Nell’era della velocità – dromocrazia – viviamo di frammenti. Come in certi quiz televisivi, la prima risposta è quella che conta, fornita, guarda caso, dal sistema. C’è una guerra: ecco i buoni e i cattivi, il pacchetto delle domande e delle risposte è pronto ed esaustivo, le FAQ dei siti Internet. Se avete altre domande c’è un numero di telefono dedicato. La voce elettronica risponderà, non riattaccate: perdereste “la priorità acquisita”.  E’ tale il terrore del contagio che la possibilità di togliere la mascherina all’aperto, ovvero di riacquistare la proprietà del nostro volto, non convince almeno la metà del gregge.

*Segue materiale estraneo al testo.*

//! # Controller Module
//!
//! Wii Remote input handling.
//!
//! This module handles:
//! - Confirming a device node belongs to the kernel Wii Remote driver
//! - Enumerating candidate nodes when none are named
//! - Reading key and accelerometer events from the remote's input nodes
//! - Translating those events into gamepad reports

pub mod discovery;
pub mod events;
pub mod identity;
pub mod source_trait;
pub mod translator;
pub mod wiimote;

Frasi pronte, luoghi comuni da sala d’aspetto assurgono a pensieri filosofici: signora mia, la guerra nel 2022! Come se l’uomo cambiasse natura secondo il calendario, e il conflitto non fosse, ci piaccia o meno, un elemento innato della condizione umana. La sociologa Ida Magli, nel suo libro estremo, Figli dell’uomo, dimostrò che per la nostra specie uccidere è l’atto più facile, soprattutto nei confronti dei più deboli. Al tempo di dèi capovolti, è più vero che mai: oltre alle guerre e agli omicidi, i paradisi artificiali, l’aborto banalizzato, la normalizzazione della soppressione di vecchi e malati.

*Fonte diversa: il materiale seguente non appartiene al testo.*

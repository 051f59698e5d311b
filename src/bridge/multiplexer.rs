//! # Multiplexing Loop
//!
//! Waits on every live association at once and drains whichever are ready.
//!
//! ## Cycle
//!
//! 1. Stop if cancellation was requested
//! 2. Wait until at least one live device is readable, or cancellation
//! 3. For each ready device, in table order, drain all buffered events
//!
//! Cancellation is never observed in the middle of a drain.

use std::future::poll_fn;
use std::task::Poll;
use tokio_util::sync::CancellationToken;
use tracing::{debug, error, info, warn};

use crate::bridge::association::AssociationTable;
use crate::config::FailurePolicy;
use crate::controller::source_trait::EventSource;
use crate::error::{BridgeError, Result};
use crate::uinput::sink_trait::ReportSink;

/// Counters reported at shutdown.
#[derive(Debug, Clone, Copy, Default, PartialEq, Eq)]
pub struct LoopStats {
    /// Completed wait cycles.
    pub cycles: u64,
    /// Key and accelerometer events written to virtual devices.
    pub events: u64,
    /// Key events dropped for an out-of-range code or state.
    pub discarded: u64,
    /// Associations taken out of service after a write failure.
    pub isolated: u64,
}

/// Run the loop until `cancel` fires
///
/// # Arguments
///
/// * `table` - Associations to serve
/// * `cancel` - Stops the loop before the next wait
/// * `on_write_failure` - Whether a failed report write takes out only
///   that association or the whole loop
///
/// # Errors
///
/// - `ReportWrite`: a write failed and the policy is `Abort`, or every
///   association was isolated (the last failure is returned)
/// - `Io`: the runtime could not poll a readiness descriptor
pub async fn run<S, K>(
    table: &mut AssociationTable<S, K>,
    cancel: &CancellationToken,
    on_write_failure: FailurePolicy,
) -> Result<LoopStats>
where
    S: EventSource,
    K: ReportSink,
{
    let mut stats = LoopStats::default();
    let mut last_failure = None;
    info!("Serving {} device(s)", table.live_count());

    loop {
        if cancel.is_cancelled() {
            break;
        }
        if table.live_count() == 0 {
            warn!("No device left to serve");
            return match last_failure {
                Some(e) => Err(e),
                None => Ok(stats),
            };
        }

        let ready = tokio::select! {
            biased;
            _ = cancel.cancelled() => break,
            ready = wait_ready(table) => ready?,
        };
        stats.cycles += 1;

        for index in ready {
            let Some(slot) = table.get_mut(index) else {
                continue;
            };

            match slot.drain().await {
                Ok(report) => {
                    stats.events += report.written;
                    stats.discarded += report.discarded;
                    if report.omitted > 0 {
                        debug!(
                            "Device {}: {} event(s) had no virtual device",
                            slot.handle().id,
                            report.omitted
                        );
                    }
                }
                Err(e @ BridgeError::ReportWrite { .. }) => match on_write_failure {
                    FailurePolicy::Abort => {
                        error!("{}", e);
                        return Err(e);
                    }
                    FailurePolicy::Isolate => {
                        error!("{}", e);
                        slot.tombstone();
                        stats.isolated += 1;
                        last_failure = Some(e);
                    }
                },
                Err(e) => {
                    warn!("Device {}: drain aborted: {}", slot.handle().id, e);
                }
            }
        }
    }

    Ok(stats)
}

/// Indices of live associations whose readiness descriptor is readable.
async fn wait_ready<S, K>(table: &AssociationTable<S, K>) -> std::io::Result<Vec<usize>>
where
    S: EventSource,
    K: ReportSink,
{
    poll_fn(|cx| {
        let mut ready = Vec::new();
        for (index, slot) in table.slots().iter().enumerate() {
            if !slot.is_live() {
                continue;
            }
            // Dropping the guard without clearing it keeps the readiness for the drain.
            match slot.source().poll_read_ready(cx) {
                Poll::Ready(Ok(_guard)) => ready.push(index),
                Poll::Ready(Err(e)) => return Poll::Ready(Err(e)),
                Poll::Pending => {}
            }
        }
        if ready.is_empty() {
            Poll::Pending
        } else {
            Poll::Ready(Ok(ready))
        }
    })
    .await
}

#[cfg(test)]
mod tests {
    use super::*;
    use crate::bridge::association::Association;
    use crate::config::GamepadConfig;
    use crate::controller::events::{WiiEvent, WiiKey};
    use crate::controller::identity::DeviceHandle;
    use crate::controller::source_trait::mocks::MockSource;
    use crate::uinput::layout::{GamepadLayout, Orientation};
    use crate::uinput::sink_trait::mocks::{CountedSink, MockSink};
    use evdev::{EventType, Key};
    use std::io;
    use std::path::PathBuf;
    use std::sync::atomic::{AtomicUsize, Ordering};
    use std::sync::Arc;
    use std::time::Duration;

    const SYN: (EventType, u16, i32) = (EventType::SYNCHRONIZATION, 0, 0);

    fn handle(id: u32) -> DeviceHandle {
        DeviceHandle {
            root: PathBuf::from(format!("/sys/devices/hid/0005:057E:0306.{:04X}", id)),
            id,
            source: PathBuf::from(format!("/dev/input/js{}", id)),
        }
    }

    fn associate<K: ReportSink>(
        table: &mut AssociationTable<MockSource, K>,
        id: u32,
        source: MockSource,
        sink: K,
        orientation: Orientation,
    ) {
        let layout = GamepadLayout::new(&GamepadConfig::default(), orientation);
        table
            .push(Association::new(handle(id), source, sink, &layout).unwrap())
            .unwrap();
    }

    fn up_pressed() -> WiiEvent {
        WiiEvent::Key {
            code: WiiKey::Up.code(),
            state: 1,
        }
    }

    fn cancel_after(token: &CancellationToken, millis: u64) {
        let token = token.clone();
        tokio::spawn(async move {
            tokio::time::sleep(Duration::from_millis(millis)).await;
            token.cancel();
        });
    }

    // ==================== Cancellation Tests ====================

    #[tokio::test]
    async fn test_cancelled_before_wait() {
        let mut table = AssociationTable::new(1);
        associate(&mut table, 0, MockSource::new(), MockSink::new(), Orientation::Portrait);
        let token = CancellationToken::new();
        token.cancel();

        let stats = run(&mut table, &token, FailurePolicy::Isolate).await.unwrap();

        assert_eq!(stats.cycles, 0, "no wait after cancellation");
    }

    #[tokio::test]
    async fn test_cancel_interrupts_idle_wait() {
        let mut table = AssociationTable::new(1);
        associate(&mut table, 0, MockSource::new(), MockSink::new(), Orientation::Portrait);
        let token = CancellationToken::new();
        cancel_after(&token, 20);

        let result = tokio::time::timeout(
            Duration::from_secs(5),
            run(&mut table, &token, FailurePolicy::Isolate),
        )
        .await;

        let stats = result.expect("blocked wait must observe cancellation").unwrap();
        assert_eq!(stats.cycles, 0);
    }

    #[tokio::test]
    async fn test_cancelled_loop_tears_down_once() {
        let counter = Arc::new(AtomicUsize::new(0));
        let mut table = AssociationTable::new(2);
        for id in 0..2 {
            let sink = CountedSink(MockSink::with_counter(counter.clone()));
            let source = MockSource::with_events(&[up_pressed()]);
            associate(&mut table, id, source, sink, Orientation::Landscape);
        }
        let token = CancellationToken::new();
        cancel_after(&token, 50);

        run(&mut table, &token, FailurePolicy::Isolate).await.unwrap();
        table.teardown();

        assert_eq!(counter.load(Ordering::SeqCst), 2);
    }

    // ==================== Routing Tests ====================

    #[tokio::test]
    async fn test_portrait_and_landscape_up() {
        let portrait = MockSink::new();
        let landscape = MockSink::new();
        let mut table = AssociationTable::new(2);
        let first = MockSource::with_events(&[up_pressed()]);
        associate(&mut table, 0, first, portrait.clone(), Orientation::Portrait);
        let second = MockSource::with_events(&[up_pressed()]);
        associate(&mut table, 1, second, landscape.clone(), Orientation::Landscape);
        let token = CancellationToken::new();
        cancel_after(&token, 50);

        let stats = run(&mut table, &token, FailurePolicy::Isolate).await.unwrap();

        assert_eq!(
            portrait.get_written(),
            vec![(EventType::KEY, Key::BTN_DPAD_UP.code(), 1), SYN]
        );
        assert_eq!(
            landscape.get_written(),
            vec![(EventType::KEY, Key::BTN_DPAD_LEFT.code(), 1), SYN]
        );
        assert_eq!(stats.events, 2);
        assert!(stats.cycles >= 1);
    }

    #[tokio::test]
    async fn test_burst_is_drained_in_one_cycle() {
        let events: Vec<WiiEvent> = (0..20)
            .map(|i| WiiEvent::Accel { x: i, y: -i, z: 0 })
            .collect();
        let source = MockSource::with_events(&events);
        let pending = source.events.clone();
        let sink = MockSink::new();
        let mut table = AssociationTable::new(1);
        associate(&mut table, 0, source, sink.clone(), Orientation::Portrait);
        let token = CancellationToken::new();
        cancel_after(&token, 50);

        let stats = run(&mut table, &token, FailurePolicy::Isolate).await.unwrap();

        assert!(pending.lock().unwrap().is_empty());
        assert_eq!(stats.events, 20);
        assert_eq!(stats.cycles, 1, "one readiness notification, one drain");
        assert_eq!(sink.get_written().len(), 60);
    }

    #[tokio::test]
    async fn test_discarded_events_counted() {
        let source = MockSource::with_events(&[
            WiiEvent::Key { code: 11, state: 1 },
            up_pressed(),
        ]);
        let mut table = AssociationTable::new(1);
        associate(&mut table, 0, source, MockSink::new(), Orientation::Portrait);
        let token = CancellationToken::new();
        cancel_after(&token, 50);

        let stats = run(&mut table, &token, FailurePolicy::Isolate).await.unwrap();

        assert_eq!(stats.discarded, 1);
        assert_eq!(stats.events, 1);
    }

    // ==================== Failure Policy Tests ====================

    #[tokio::test]
    async fn test_write_failure_isolated() {
        let counter = Arc::new(AtomicUsize::new(0));
        let broken = MockSink::with_counter(counter.clone());
        broken.set_write_error(io::ErrorKind::BrokenPipe);
        let healthy = MockSink::new();

        let mut table = AssociationTable::new(2);
        let first = MockSource::with_events(&[up_pressed()]);
        associate(&mut table, 0, first, CountedSink(broken), Orientation::Portrait);
        let second = MockSource::with_events(&[up_pressed()]);
        associate(&mut table, 1, second, CountedSink(healthy.clone()), Orientation::Portrait);
        let token = CancellationToken::new();
        cancel_after(&token, 50);

        let stats = run(&mut table, &token, FailurePolicy::Isolate).await.unwrap();

        assert_eq!(stats.isolated, 1);
        assert_eq!(table.live_count(), 1);
        assert_eq!(counter.load(Ordering::SeqCst), 1, "broken device destroyed immediately");
        assert_eq!(healthy.get_written().len(), 2, "other device still served");
    }

    #[tokio::test]
    async fn test_write_failure_aborts() {
        let broken = MockSink::new();
        broken.set_write_error(io::ErrorKind::BrokenPipe);
        let mut table = AssociationTable::new(1);
        let source = MockSource::with_events(&[up_pressed()]);
        associate(&mut table, 0, source, broken, Orientation::Portrait);
        let token = CancellationToken::new();

        let err = tokio::time::timeout(
            Duration::from_secs(5),
            run(&mut table, &token, FailurePolicy::Abort),
        )
        .await
        .expect("abort must end the loop")
        .unwrap_err();

        assert!(matches!(err, BridgeError::ReportWrite { .. }));
    }

    #[tokio::test]
    async fn test_loop_fails_when_all_isolated() {
        let mut table = AssociationTable::new(2);
        for id in 0..2 {
            let broken = MockSink::new();
            broken.set_write_error(io::ErrorKind::BrokenPipe);
            let source = MockSource::with_events(&[up_pressed()]);
            associate(&mut table, id, source, broken, Orientation::Portrait);
        }
        let token = CancellationToken::new();

        let err = tokio::time::timeout(
            Duration::from_secs(5),
            run(&mut table, &token, FailurePolicy::Isolate),
        )
        .await
        .expect("loop must end without live devices")
        .unwrap_err();

        assert!(matches!(err, BridgeError::ReportWrite { .. }));
        assert_eq!(err.errno(), libc::EIO, "mock errors carry no os code");
        assert_eq!(table.live_count(), 0);
    }

    #[tokio::test]
    async fn test_dispatch_error_keeps_device() {
        let source = MockSource::with_events(&[up_pressed()]);
        source.set_dispatch_error(io::ErrorKind::Other);
        let mut table = AssociationTable::new(1);
        associate(&mut table, 0, source, MockSink::new(), Orientation::Portrait);
        let token = CancellationToken::new();
        cancel_after(&token, 50);

        let stats = run(&mut table, &token, FailurePolicy::Abort).await.unwrap();

        assert_eq!(stats.isolated, 0);
        assert_eq!(table.live_count(), 1, "read faults are not write faults");
    }
}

Su tutto, una singolare banalità del bene. Lo notò Franco Cassano, il filosofo del “pensiero meridiano” in un testo problematico, L’umiltà del male. Nella Siviglia del Cinquecento di cui parla Dostoevskij (ora cancellato perché russo) gli strumenti del Grande Inquisitore erano il miracolo, il mistero e l’autorità, l’uomo un fanciullo bisognoso di tutela. Oggi il Grande Inquisitore ha modernizzato i suoi strumenti. La passività prende la forma più sofisticata, celata dall’apparenza dell’autonomia e dal narcisismo etico, l’atteggiamento che spinge a specchiarsi nella presunzione di chi non si avvede dell’abilità con cui il male riesce ad egemonizzare la fragilità, l’ossessione del consumo, la rivendicazione della volgarità, l’esposizione impudica di sé.

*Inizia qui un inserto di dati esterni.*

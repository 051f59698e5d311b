//! # Bridge Module
//!
//! Fans events from many physical remotes out to their own virtual gamepads.
//!
//! This module handles:
//! - Building the association table at startup
//! - Waiting on all associated remotes at once
//! - Draining and translating each ready remote
//! - Releasing every association exactly once on shutdown

pub mod association;
pub mod lifecycle;
pub mod multiplexer;

pub use association::{Association, AssociationTable};
pub use lifecycle::{build_table, Binder, DeviceSpec, SystemBinder};
pub use multiplexer::{run, LoopStats};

Serve la ribellione, il duro esercizio della conoscenza, il giudizio critico che richiede tempo, pazienza, confronto, lontananza dal gregge. Cassano ci invita a cacciare l’homo emptor, l’acquirente di merci e idee contraffate per ridiventare homo civicus, non più dominato “attraverso mille fili, dall’industria delle seduzioni, dai piazzisti di tutto il mondo, in primo luogo dai più forti tra essi”. Quelli che caricano la molla.